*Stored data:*
========

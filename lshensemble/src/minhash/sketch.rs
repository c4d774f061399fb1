// Licensed to the Apache Software Foundation (ASF) under one
// or more contributor license agreements.  See the NOTICE file
// distributed with this work for additional information
// regarding copyright ownership.  The ASF licenses this file
// to you under the Apache License, Version 2.0 (the
// "License"); you may not use this file except in compliance
// with the License.  You may obtain a copy of the License at
//
//   http://www.apache.org/licenses/LICENSE-2.0
//
// Unless required by applicable law or agreed to in writing,
// software distributed under the License is distributed on an
// "AS IS" BASIS, WITHOUT WARRANTIES OR CONDITIONS OF ANY
// KIND, either express or implied.  See the License for the
// specific language governing permissions and limitations
// under the License.

use rand::Rng;
use rand::SeedableRng;
use rand::rngs::StdRng;

use crate::hash::DEFAULT_SEED;
use crate::hash::SaltedHash;
use crate::minhash::MinWise;
use crate::minhash::Signature;

type SketchFn = Box<dyn Fn(&[u8]) -> u64 + Send + Sync>;

/// Builds a MinHash [`Signature`] from a stream of serialized elements.
///
/// # Examples
///
/// ```
/// # use lshensemble::minhash::MinHash;
/// let mut mh = MinHash::new(1, 128);
/// for word in ["a", "b", "c"] {
///     mh.push(word.as_bytes());
/// }
/// assert_eq!(mh.signature().len(), 128);
/// ```
pub struct MinHash {
    seed: u64,
    sketch: MinWise<SketchFn, SketchFn>,
}

impl MinHash {
    /// Creates a MinHash with `num_hash` hash values.
    ///
    /// The two underlying hash functions are FNV-1a, each salted with a 63-bit value drawn from a
    /// generator seeded by `seed`. Equal seeds give identical hash functions.
    ///
    /// # Panics
    ///
    /// Panics if `num_hash` is 0.
    pub fn new(seed: u64, num_hash: usize) -> Self {
        assert!(num_hash > 0, "num_hash must be at least 1");
        let mut rng = StdRng::seed_from_u64(seed);
        let h1 = SaltedHash::new(rng.random::<u64>() >> 1);
        let h2 = SaltedHash::new(rng.random::<u64>() >> 1);
        let sketch = MinWise::new(
            Box::new(move |b: &[u8]| h1.hash(b)) as SketchFn,
            Box::new(move |b: &[u8]| h2.hash(b)) as SketchFn,
            num_hash,
        );
        MinHash { seed, sketch }
    }

    /// Pushes one serialized element into the sketch.
    pub fn push(&mut self, bytes: &[u8]) {
        self.sketch.push(bytes);
    }

    /// Returns a snapshot of the current signature.
    ///
    /// Later pushes do not affect the returned value.
    pub fn signature(&self) -> Signature {
        self.sketch.signature()
    }

    /// Returns the seed the hash functions were derived from.
    pub fn seed(&self) -> u64 {
        self.seed
    }

    /// Returns the signature length.
    pub fn num_hash(&self) -> usize {
        self.sketch.num_hash()
    }
}

impl Default for MinHash {
    /// A 256-value MinHash using [`DEFAULT_SEED`].
    fn default() -> Self {
        MinHash::new(DEFAULT_SEED, 256)
    }
}

impl std::fmt::Debug for MinHash {
    fn fmt(&self, f: &mut std::fmt::Formatter<'_>) -> std::fmt::Result {
        f.debug_struct("MinHash")
            .field("seed", &self.seed)
            .field("num_hash", &self.num_hash())
            .finish()
    }
}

========

*ACTIVITY:* Write the records out again. Each one must match exactly.

*ANSWER BOX:*
filename lshensemble/src/minhash/sketch.rs
repository c4d774f061399fb1
// Licensed to the Apache Software Foundation (ASF) under one
// or more contributor license agreements.  See the NOTICE file
// distributed with this work for additional information
// regarding copyright ownership.  The ASF licenses this file
// to you under the Apache License, Version 2.0 (the
// "License"); you may not use this file except in compliance
// with the License.  You may obtain a copy of the License at
//
//   http://www.apache.org/licenses/LICENSE-2.0
//
// Unless required by applicable law or agreed to in writing,
// software distributed under the License is distributed on an
// "AS IS" BASIS, WITHOUT WARRANTIES OR CONDITIONS OF ANY
// KIND, either express or implied.  See the License for the
// specific language governing permissions and limitations
// under the License.

use rand::Rng;
use rand::SeedableRng;
use rand::rngs::StdRng;

use crate::hash::DEFAULT_SEED;
use crate::hash::SaltedHash;
use crate::minhash::MinWise;
use crate::minhash::Signature;

type SketchFn = Box<dyn Fn(&[u8]) -> u64 + Send + Sync>;

/// Builds a MinHash [`Signature`] from a stream of serialized elements.
///
/// # Examples
///
/// ```
/// # use lshensemble::minhash::MinHash;
/// let mut mh = MinHash::new(1, 128);
/// for word in ["a", "b", "c"] {
///     mh.push(word.as_bytes());
/// }
/// assert_eq!(mh.signature().len(), 128);
/// ```
pub struct MinHash {
    seed: u64,
    sketch: MinWise<SketchFn, SketchFn>,
}

impl MinHash {
    /// Creates a MinHash with `num_hash` hash values.
    ///
    /// The two underlying hash functions are FNV-1a, each salted with a 63-bit value drawn from a
    /// generator seeded by `seed`. Equal seeds give identical hash functions.
    ///
    /// # Panics
    ///
    /// Panics if `num_hash` is 0.
    pub fn new(seed: u64, num_hash: usize) -> Self {
        assert!(num_hash > 0, "num_hash must be at least 1");
        let mut rng = StdRng::seed_from_u64(seed);
        let h1 = SaltedHash::new(rng.random::<u64>() >> 1);
        let h2 = SaltedHash::new(rng.random::<u64>() >> 1);
        let sketch = MinWise::new(
            Box::new(move |b: &[u8]| h1.hash(b)) as SketchFn,
            Box::new(move |b: &[u8]| h2.hash(b)) as SketchFn,
            num_hash,
        );
        MinHash { seed, sketch }
    }

    /// Pushes one serialized element into the sketch.
    pub fn push(&mut self, bytes: &[u8]) {
        self.sketch.push(bytes);
    }

    /// Returns a snapshot of the current signature.
    ///
    /// Later pushes do not affect the returned value.
    pub fn signature(&self) -> Signature {
        self.sketch.signature()
    }

    /// Returns the seed the hash functions were derived from.
    pub fn seed(&self) -> u64 {
        self.seed
    }

    /// Returns the signature length.
    pub fn num_hash(&self) -> usize {
        self.sketch.num_hash()
    }
}

impl Default for MinHash {
    /// A 256-value MinHash using [`DEFAULT_SEED`].
    fn default() -> Self {
        MinHash::new(DEFAULT_SEED, 256)
    }
}

impl std::fmt::Debug for MinHash {
    fn fmt(&self, f: &mut std::fmt::Formatter<'_>) -> std::fmt::Result {
        f.debug_struct("MinHash")
            .field("seed", &self.seed)
            .field("num_hash", &self.num_hash())
            .finish()
    }
}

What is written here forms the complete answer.